Monday, September 8, 2008
Postproduction in a Culture of Commodity
I've been thinking a bit more about Benjamin's essay with relation to the current state of contemporary art. Sheila's post on capitalism and Kevin's reminder to us of Benjamin's statement: "war only can set a goal for mass movements on the largest scale while respecting the traditional property system" have urged me to readjust my considerations, so allow me to come back to our former reading a bit.
This idea of "aura" is part of what was Benjamin was so taken with in the discussion of our old ways before film/photo -- and ability for a market to exist (a place for dissemination and commidification of art objects) is what seems to spring naturally out of the kind of reproducibility that Benjamin is suspicious of. However, self-referentiality within visual work and an in-house critique of what counts as art had been developing since DuChamp. Sol Lewitt's ideas about art laid a framework for the concept trumping even the making of the work, so that artists working today like Murakami can have a factory and be just as interested in the business aspect WITHOUT losing a side of Benjamin's aura. In fact, I would argue that the aura of this work is so much of what makes it successful -- but the context in time and place becomes something more about the artist making that piece in an art market.

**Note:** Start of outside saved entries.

//! Integration tests for key fetching, refresh, and token verification over HTTP.

// std
use std::{
	sync::{
		Arc,
		atomic::{AtomicUsize, Ordering},
	},
	time::Duration,
};
// crates.io
use issuer_cache::{
	CacheState, Error, IssuerConfig, IssuerDomain, IssuerManager, Result, RetryPolicy,
};
use jsonwebtoken::{Algorithm, EncodingKey, Header};
use serde::{Deserialize, Serialize};
use wiremock::{
	Mock, MockServer, Request, ResponseTemplate,
	matchers::{method, path},
};

const HMAC_SECRET: &[u8] = b"issuer-cache-test-secret-0123456789abcdefghij";
const HMAC_K: &str = "aXNzdWVyLWNhY2hlLXRlc3Qtc2VjcmV0LTAxMjM0NTY3ODlhYmNkZWZnaGlq";

#[derive(Debug, Serialize, Deserialize)]
struct Claims {
	iss: String,
	sub: String,
	exp: i64,
}

fn jwks(kid: &str) -> serde_json::Value {
	serde_json::json!({ "keys": [{ "kty": "oct", "kid": kid, "alg": "HS256", "k": HMAC_K }] })
}

async fn mount_discovery(server: &MockServer, issuer: String) {
	Mock::given(method("GET"))
		.and(path("/.well-known/openid-configuration"))
		.respond_with(ResponseTemplate::new(200).set_body_json(serde_json::json!({
			"issuer": issuer,
			"jwks_uri": format!("{}/jwks", server.uri()),
		})))
		.mount(server)
		.await;
}

fn config(server: &MockServer) -> IssuerConfig {
	IssuerConfig::new(server.uri())
		.with_retry_policy(RetryPolicy { max_retries: 0, ..RetryPolicy::default() })
}

fn token(kid: &str, iss: &str) -> String {
	let mut header = Header::new(Algorithm::HS256);

	header.kid = Some(kid.into());

	let claims = Claims {
		iss: iss.into(),
		sub: "user-1".into(),
		exp: chrono::Utc::now().timestamp() + 600,
	};

	jsonwebtoken::encode(&header, &claims, &EncodingKey::from_secret(HMAC_SECRET)).expect("token")
}

#[tokio::test]
async fn caches_keys_after_initial_fetch() -> Result<()> {
	let _ = tracing_subscriber::fmt::try_init();

	let server = MockServer::start().await;

	Mock::given(method("GET"))
		.and(path("/.well-known/openid-configuration"))
		.respond_with(ResponseTemplate::new(200).set_body_json(serde_json::json!({
			"issuer": format!("{}/", server.uri()),
			"jwks_uri": format!("{}/jwks", server.uri()),
		})))
		.expect(1)
		.mount(&server)
		.await;
	Mock::given(method("GET"))
		.and(path("/jwks"))
		.respond_with(ResponseTemplate::new(200).set_body_json(jwks("primary")))
		.expect(1)
		.mount(&server)
		.await;

	let manager = IssuerManager::build(&config(&server))?;
	let cache = manager.resolve(&IssuerDomain::new(server.uri()))?;
	let first = cache.get_verification_capability().await?;
	let second = cache.get_verification_capability().await?;

	assert_eq!(first.len(), 1);
	assert!(first.ptr_eq(&second));
	assert_eq!(cache.state().await, CacheState::Fresh);

	server.verify().await;

	Ok(())
}

#[tokio::test]
async fn refresh_after_ttl_replaces_keys() -> Result<()> {
	let _ = tracing_subscriber::fmt::try_init();

	let server = MockServer::start().await;
	let served = Arc::new(AtomicUsize::new(0));
	let counter = served.clone();

	mount_discovery(&server, server.uri()).await;
	Mock::given(method("GET"))
		.and(path("/jwks"))
		.respond_with(move |_: &Request| {
			let kid = if counter.fetch_add(1, Ordering::SeqCst) == 0 { "v1" } else { "v2" };

			ResponseTemplate::new(200).set_body_json(jwks(kid))
		})
		.mount(&server)
		.await;

	let manager =
		IssuerManager::build(&config(&server).with_cache_ttl(Duration::from_millis(300)))?;
	let cache = manager.default_issuer().expect("default issuer");
	let first = cache.get_verification_capability().await?;

	assert_eq!(first.key_ids().collect::<Vec<_>>(), ["v1"]);

	tokio::time::sleep(Duration::from_millis(400)).await;

	assert_eq!(cache.state().await, CacheState::Stale);

	let stale = cache.get_verification_capability().await?;

	assert!(stale.ptr_eq(&first), "stale keys are served while revalidating");

	let refreshed = cache.refresh().await?;

	assert_eq!(refreshed.key_ids().collect::<Vec<_>>(), ["v2"]);
	assert_eq!(
		cache.get_verification_capability().await?.key_ids().collect::<Vec<_>>(),
		["v2"]
	);
	assert!(served.load(Ordering::SeqCst) >= 2);

	Ok(())
}

#[tokio::test]
async fn verifies_tokens_of_the_resolved_issuer() -> Result<()> {
	let _ = tracing_subscriber::fmt::try_init();

	let server = MockServer::start().await;

	mount_discovery(&server, server.uri()).await;
	Mock::given(method("GET"))
		.and(path("/jwks"))
		.respond_with(ResponseTemplate::new(200).set_body_json(jwks("signing")))
		.mount(&server)
		.await;

	let manager = IssuerManager::build(&config(&server))?;
	let cache = manager.resolve(&IssuerDomain::new(server.uri()))?;
	let data = cache.verify::<Claims>(&token("signing", &server.uri()), &[]).await?;

	assert_eq!(data.claims.sub, "user-1");
	assert!(matches!(
		cache.verify::<Claims>(&token("signing", "https://other.example.com"), &[]).await,
		Err(Error::Jsonwebtoken(_))
	));
	assert!(matches!(
		cache.verify::<Claims>(&token("rotated", &server.uri()), &[]).await,
		Err(Error::KeyNotFound { kid: Some(_) })
	));

	Ok(())
}

#[tokio::test]
async fn discovery_issuer_mismatch_leaves_cache_failed() -> Result<()> {
	let _ = tracing_subscriber::fmt::try_init();

	let server = MockServer::start().await;

	mount_discovery(&server, "https://impostor.example.com".into()).await;

	let manager = IssuerManager::build(&config(&server))?;
	let cache = manager.default_issuer().expect("default issuer");
	let err = cache.get_verification_capability().await.expect_err("mismatched issuer");

	match err {
		Error::VerificationUnavailable { source, .. } =>
			assert!(matches!(*source, Error::Discovery { .. }), "unexpected source {source}"),
		other => panic!("expected VerificationUnavailable, got {other:?}"),
	}

	assert_eq!(cache.state().await, CacheState::Failed);

	Ok(())
}

#[tokio::test]
async fn upstream_errors_surface_as_unavailable() -> Result<()> {
	let _ = tracing_subscriber::fmt::try_init();

	let server = MockServer::start().await;

	mount_discovery(&server, server.uri()).await;
	Mock::given(method("GET"))
		.and(path("/jwks"))
		.respond_with(ResponseTemplate::new(500).set_body_string("boom"))
		.expect(1)
		.mount(&server)
		.await;

	let manager = IssuerManager::build(&config(&server))?;
	let cache = manager.default_issuer().expect("default issuer");

	for _ in 0..3 {
		let err = cache.get_verification_capability().await.expect_err("upstream failure");

		match err {
			Error::VerificationUnavailable { source, .. } =>
				assert!(source.is_fetch_error(), "unexpected source {source}"),
			other => panic!("expected VerificationUnavailable, got {other:?}"),
		}
	}

	// Repeated lookups inside the failure cooldown do not hit the issuer again.
	server.verify().await;

	Ok(())
}

#[tokio::test]
async fn oversized_documents_are_rejected() -> Result<()> {
	let server = MockServer::start().await;

	mount_discovery(&server, server.uri()).await;

	let mut config = config(&server);

	config.max_response_bytes = 16;

	let manager = IssuerManager::build(&config)?;
	let err = manager
		.default_issuer()
		.expect("default issuer")
		.refresh()
		.await
		.expect_err("size guard");

	match err {
		Error::Refresh { source, .. } => assert!(
			matches!(*source, Error::Validation { field: "max_response_bytes", .. }),
			"unexpected source {source}"
		),
		other => panic!("expected Refresh, got {other:?}"),
	}

	Ok(())
}

#[tokio::test]
async fn oversized_error_bodies_are_truncated() -> Result<()> {
	let server = MockServer::start().await;

	Mock::given(method("GET"))
		.and(path("/.well-known/openid-configuration"))
		.respond_with(ResponseTemplate::new(500).set_body_string("e".repeat(4 * 1024 * 1024)))
		.mount(&server)
		.await;

	let mut config = config(&server);

	config.max_response_bytes = 16;

	let manager = IssuerManager::build(&config)?;

	assert_eq!(manager.warm().await, 0);

	let statuses = manager.statuses().await;
	let last_error = statuses[0].last_error.as_deref().expect("recorded failure");

	assert!(last_error.contains("500"), "unexpected error {last_error}");
	assert!(last_error.len() < 1024, "error body kept {} bytes", last_error.len());

	Ok(())
}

For those of you who might not be familiar with Murakami, he is a great example of an contemporary artist who is using the market to both problematize our current art world's obsession with commodification while also cleaning up (finalncially) because of it. You may have heard of his Louis Vuitton store installed into museum spaces within his larger exhibition; Murakami sells products on an infinite scale, from figures you can buy in vending machines in Japan to paintings that go for millions.
Other artists are also painfully aware of the market - consider Damien Hirst's diamond skull (which he sold to a group of investors that included himself) or Jeff Koons, a former businessman turned artist sensation. It is an increasing theme in the art world, and I wonder how Benjamin might think about it in terms of evolution from his "property relations" theory.
In his post, Matt called our attention to questions about experiencial art and what actually constitutes the real work of art. I think of a French theorist who is writing about contemporary art named Bourriaud, whose last book Postproduction discusses the tendency for artists to use already made cultural objects and information to make new work. (His book prior, Relational Aesthetics, talked all about contemporary art that is not reproducible because the work exists only in experience and cultural exchange.) In a globalized culture of internet and international exchange, Postproduction suggests an emerging tendency for art to use pre-made elements (movies, cultural brands, images) to constitute a unique piece. This kind of appropriation and re-framing seems to openly acknolwedge this "aura" that Benjamin is so attached to, but remixes it and samples to make new meaning.